そんなことを考えながらメニューをパラパラと開いていると、
「わあ、おいしそうなご飯がいっぱいだねぇ」
テーブルの向かいから弓坂の幸せそうな声が聞こえてきた。
「弓坂は何にするんだ?」
弓坂のとなりに座っている山野が聞くと、
「う、うん。どれにしようかな」
弓坂は少し焦っているような感じでメニューをぱらぱらとめくりだした。
「ファミレスにも来たことないのか?」
「うん。……あんまり」
弓坂って不思議な女子だよな。昨日はファストフード店に初めて来たって言っていたし。
十五年も生きていれば、ファミレスなんて最低でも五回は行くと思うが。
中学三年の夏休みには、十人くらいの友達と群がってファミレスによく行ったな。昼飯時に。しかも頼むのはドリンクバーだけで、四、五時間延々と。
店員はすごい迷惑そうにしてたけど、あのどうしようもなく無意味な時間がたまらないんだよな。
「ヤマノンは、もうメニュー決まってるの?」
「俺は決まってる。ミックスグリルとライス」
「ヤガミンはぁ?」
「俺か? 俺はミラノ風ドリアにしようかな」
値段が安いからな。ドリンクバーもついでに頼みたいが、今日は水で我慢だ。
俺と山野のメニューがまたもや即決だったからなのか、弓坂が「ご、ごめん。ちょっと待ってて」とさらに焦りだした。
「そんなに焦って決めなくてもいいんだぞ。弓坂が決まるまで、俺と八神は待ってるから」
山野がいい感じでフォローしたが、弓坂は「うん……」としゅんとしてしまった。
メニューが決まらないのが、そんなにへこむことなのだろうか。上月なんて、決まらないときは俺に何十分待たせても決めないけどな。

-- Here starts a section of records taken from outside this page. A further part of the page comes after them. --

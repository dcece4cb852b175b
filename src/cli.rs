//! CLI definition and dispatch.

use clap::{Parser, Subcommand};
use std::path::{Path, PathBuf};
use std::process::ExitCode;
use tracing::{error, info, warn};

use crate::adapters::csv_adapter::{write_leveraged_series, CsvAdapter};
use crate::adapters::csv_report_adapter::CsvReportAdapter;
use crate::adapters::file_config_adapter::FileConfigAdapter;
use crate::domain::backtest::{run_backtest, BacktestConfig, BacktestResult, RunSummary};
use crate::domain::config_validation::{
    build_backtest_config, build_leverage_params, build_strategy_config, parse_date,
    validate_window,
};
use crate::domain::error::LadderError;
use crate::domain::leveraged::{simulate, LeverageParams};
use crate::domain::metrics::{summarize, Summary};
use crate::domain::strategy::StrategyConfig;
use crate::ports::config_port::ConfigPort;
use crate::ports::data_port::DataPort;
use crate::ports::report_port::ReportPort;

#[derive(Parser, Debug)]
#[command(name = "ladderbt", about = "Staged dollar-cost-averaging backtester")]
pub struct Cli {
    #[command(subcommand)]
    pub command: Command,
}

#[derive(Subcommand, Debug)]
pub enum Command {
    /// Run the buy/sell ladder over a price history
    Backtest {
        #[arg(short, long)]
        config: PathBuf,
        /// Price CSV, overrides [data] path
        #[arg(short, long)]
        data: Option<PathBuf>,
        /// First simulated date (YYYY-MM-DD), overrides [backtest] start_date
        #[arg(long)]
        start: Option<String>,
        /// Last simulated date (YYYY-MM-DD), overrides [backtest] end_date
        #[arg(long)]
        end: Option<String>,
        /// Directory for the CSV outputs, overrides [report] output_dir
        #[arg(short, long)]
        output: Option<PathBuf>,
    },
    /// Validate a configuration file
    Validate {
        #[arg(short, long)]
        config: PathBuf,
    },
    /// Build a synthetic leveraged series from an underlying index
    Synthesize {
        #[arg(short, long)]
        input: PathBuf,
        #[arg(short, long)]
        output: PathBuf,
        /// Config with a [leverage] section; defaults apply without one
        #[arg(short, long)]
        config: Option<PathBuf>,
    },
}

pub fn run(cli: Cli) -> ExitCode {
    match cli.command {
        Command::Backtest {
            config,
            data,
            start,
            end,
            output,
        } => run_backtest_command(
            &config,
            data.as_deref(),
            start.as_deref(),
            end.as_deref(),
            output.as_deref(),
        ),
        Command::Validate { config } => run_validate(&config),
        Command::Synthesize {
            input,
            output,
            config,
        } => run_synthesize(&input, &output, config.as_deref()),
    }
}

fn fail(e: &LadderError) -> ExitCode {
    error!("{e}");
    e.into()
}

pub fn load_config(path: &Path) -> Result<FileConfigAdapter, LadderError> {
    FileConfigAdapter::from_file(path).map_err(|e| LadderError::ConfigParse {
        file: path.display().to_string(),
        reason: e.to_string(),
    })
}

/// Everything `backtest` needs, after CLI overrides are applied.
#[derive(Debug)]
pub struct BacktestPlan {
    pub strategy: StrategyConfig,
    pub window: BacktestConfig,
    pub data_path: PathBuf,
    pub output_dir: Option<PathBuf>,
}

pub fn build_plan(
    config: &dyn ConfigPort,
    data_override: Option<&Path>,
    start_override: Option<&str>,
    end_override: Option<&str>,
    output_override: Option<&Path>,
) -> Result<BacktestPlan, LadderError> {
    let strategy = build_strategy_config(config)?;

    let mut window = build_backtest_config(config)?;
    if let Some(s) = start_override {
        window.start_date = Some(parse_date("backtest", "start_date", s)?);
    }
    if let Some(s) = end_override {
        window.end_date = Some(parse_date("backtest", "end_date", s)?);
    }
    validate_window(&window)?;

    let data_path = match data_override {
        Some(p) => p.to_path_buf(),
        None => config
            .get_string("data", "path")
            .filter(|s| !s.trim().is_empty())
            .map(PathBuf::from)
            .ok_or_else(|| LadderError::ConfigMissing {
                section: "data".into(),
                key: "path".into(),
            })?,
    };

    let output_dir = output_override.map(Path::to_path_buf).or_else(|| {
        config
            .get_string("report", "output_dir")
            .filter(|s| !s.trim().is_empty())
            .map(PathBuf::from)
    });

    Ok(BacktestPlan {
        strategy,
        window,
        data_path,
        output_dir,
    })
}

/// Result of a completed run. Either failure below leaves the transaction
/// log and snapshots intact.
#[derive(Debug)]
pub struct RunOutcome {
    pub result: BacktestResult,
    pub statistics: Result<Summary, LadderError>,
}

impl RunOutcome {
    /// The failure that decides the exit status, if any. Statistics errors
    /// are only logged; a run with no trades is still a successful run.
    pub fn failure(&self) -> Option<&LadderError> {
        self.result.summary.as_ref().err()
    }
}

pub fn run_backtest_pipeline(
    data_port: &dyn DataPort,
    strategy: &StrategyConfig,
    window: &BacktestConfig,
    report: Option<&dyn ReportPort>,
) -> Result<RunOutcome, LadderError> {
    // Stage 1: Load prices
    let series = data_port.fetch_series()?;
    if series.skipped() > 0 {
        warn!(skipped = series.skipped(), "rows skipped while loading prices");
    }

    // Stage 2: Simulate
    print_rules(strategy);
    info!(
        days = series.len(),
        start = ?window.start_date,
        end = ?window.end_date,
        "running backtest"
    );
    let result = run_backtest(&series, strategy, window);

    match &result.summary {
        Ok(summary) => print_run_summary(summary),
        Err(e) => error!("{e}"),
    }

    // Stage 3: Statistics
    let statistics = summarize(&result.snapshots, window.end_date);
    match &statistics {
        Ok(stats) => print_statistics(stats),
        Err(e) => warn!("statistics unavailable: {e}"),
    }

    // Stage 4: Write outputs
    if let Some(report) = report {
        report.write(&result, statistics.as_ref().ok())?;
    }

    Ok(RunOutcome { result, statistics })
}

fn run_backtest_command(
    config_path: &Path,
    data: Option<&Path>,
    start: Option<&str>,
    end: Option<&str>,
    output: Option<&Path>,
) -> ExitCode {
    info!("loading config from {}", config_path.display());
    let adapter = match load_config(config_path) {
        Ok(a) => a,
        Err(e) => return fail(&e),
    };

    let plan = match build_plan(&adapter, data, start, end, output) {
        Ok(p) => p,
        Err(e) => return fail(&e),
    };

    let data_port = CsvAdapter::new(plan.data_path.clone());
    let report = plan.output_dir.clone().map(CsvReportAdapter::new);

    let outcome = match run_backtest_pipeline(
        &data_port,
        &plan.strategy,
        &plan.window,
        report.as_ref().map(|r| r as &dyn ReportPort),
    ) {
        Ok(o) => o,
        Err(e) => return fail(&e),
    };

    match outcome.failure() {
        Some(e) => e.into(),
        None => ExitCode::SUCCESS,
    }
}

fn run_validate(config_path: &Path) -> ExitCode {
    info!("validating {}", config_path.display());
    let adapter = match load_config(config_path) {
        Ok(a) => a,
        Err(e) => return fail(&e),
    };

    let plan = match build_plan(&adapter, None, None, None, None) {
        Ok(p) => p,
        Err(e) => return fail(&e),
    };
    if let Err(e) = build_leverage_params(&adapter) {
        return fail(&e);
    }

    print_rules(&plan.strategy);
    println!("Data:   {}", plan.data_path.display());
    println!(
        "Window: {} to {}",
        plan.window
            .start_date
            .map(|d| d.to_string())
            .unwrap_or_else(|| "start of data".into()),
        plan.window
            .end_date
            .map(|d| d.to_string())
            .unwrap_or_else(|| "end of data".into()),
    );
    println!("\nConfiguration is valid.");
    ExitCode::SUCCESS
}

/// Read `input`, build the leveraged series and write it to `output`.
/// Returns the number of rows written.
pub fn synthesize(
    input: &Path,
    output: &Path,
    params: &LeverageParams,
) -> Result<usize, LadderError> {
    let underlying = CsvAdapter::new(input.to_path_buf()).fetch_series()?;
    let days = simulate(&underlying, params);
    if days.is_empty() {
        warn!("leveraged series is empty");
    }
    write_leveraged_series(output, &days)?;
    info!(rows = days.len(), file = %output.display(), "leveraged series written");
    Ok(days.len())
}

fn run_synthesize(input: &Path, output: &Path, config_path: Option<&Path>) -> ExitCode {
    let params = match config_path {
        Some(path) => match load_config(path).and_then(|c| build_leverage_params(&c)) {
            Ok(p) => p,
            Err(e) => return fail(&e),
        },
        None => LeverageParams::default(),
    };

    match synthesize(input, output, &params) {
        Ok(_) => ExitCode::SUCCESS,
        Err(e) => fail(&e),
    }
}

pub fn print_rules(strategy: &StrategyConfig) {
    println!("=== Ladder Rules ===");
    if !strategy.is_tradable() {
        println!("Ladder is empty: no trades will be placed.");
    }
    println!("Buy ladder (drop from cycle peak):");
    for (i, drop) in strategy.drop_levels.iter().enumerate() {
        println!(
            "  Level {}: {:>9.4}% drop, buy ${:.2}",
            i + 1,
            drop * 100.0,
            strategy.buy_amount(i),
        );
    }
    println!("Buy growth factor: {}x per level", strategy.buy_multiple);
    println!("Sell ladder (multiple of first buy price):");
    for (i, m) in strategy.sell_multipliers.iter().enumerate() {
        println!("  Target {}: {}x", i + 1, m);
    }
    println!(
        "Each sell: {:.2}% of holdings",
        strategy.sell_fraction * 100.0
    );
    println!();
}

pub fn print_run_summary(summary: &RunSummary) {
    println!("\n=== Final Summary ===");
    println!("Final Date:       {}", summary.final_date);
    println!("Final Close:      ${:.2}", summary.final_close);
    println!("Holding Shares:   {:.4}", summary.holding_shares);
    println!("Total Invested:   ${:.2}", summary.total_invested);
    println!("Total Sold:       ${:.2}", summary.total_sold);
    println!("Holding Value:    ${:.2}", summary.final_holding_value);
    println!("Net Profit:       ${:.2}", summary.net_profit);
    println!("Total Value:      ${:.2}", summary.total_value);
    println!("Multiple:         {:.2}x", summary.multiple);
}

pub fn print_statistics(stats: &Summary) {
    println!("\n=== Statistics ===");
    println!("Period:           {} to {}", stats.start_date, stats.end_date);
    println!("Initial Value:    ${:.2}", stats.initial_value);
    println!("Final Value:      ${:.2}", stats.final_value);
    println!("Annual Return:    {:.2}%", stats.annual_return * 100.0);
    println!("Max Drawdown:     {:.2}%", stats.max_drawdown * 100.0);
    match stats.sharpe_ratio {
        Some(s) => println!("Sharpe Ratio:     {:.2}", s),
        None => println!("Sharpe Ratio:     n/a"),
    }
    if let Some(best) = &stats.best_year {
        println!("Best Year:        {} ({:.2}%)", best.year, best.return_pct * 100.0);
    }
    if let Some(worst) = &stats.worst_year {
        println!("Worst Year:       {} ({:.2}%)", worst.year, worst.return_pct * 100.0);
    }
    if !stats.annual_returns.is_empty() {
        println!("\nYear   Start Value      End Value    Return");
        for y in &stats.annual_returns {
            println!(
                "{}  {:>12.2}  {:>13.2}  {:>7.2}%",
                y.year,
                y.start_value,
                y.end_value,
                y.return_pct * 100.0
            );
        }
    }
}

その辺はきっと不真面目な上月と違って、弓坂は真面目なんだろうな。俺と山野のことなんて、別に気にしなくていいのに。
「決まらないんだったら、目玉焼きハンバーグにすればいいんじゃないか? ここの定番だし、値段も安いからな」
山野が見かねてメニューを指さすと、弓坂は顔を少し紅くして、こくりとうなずいた。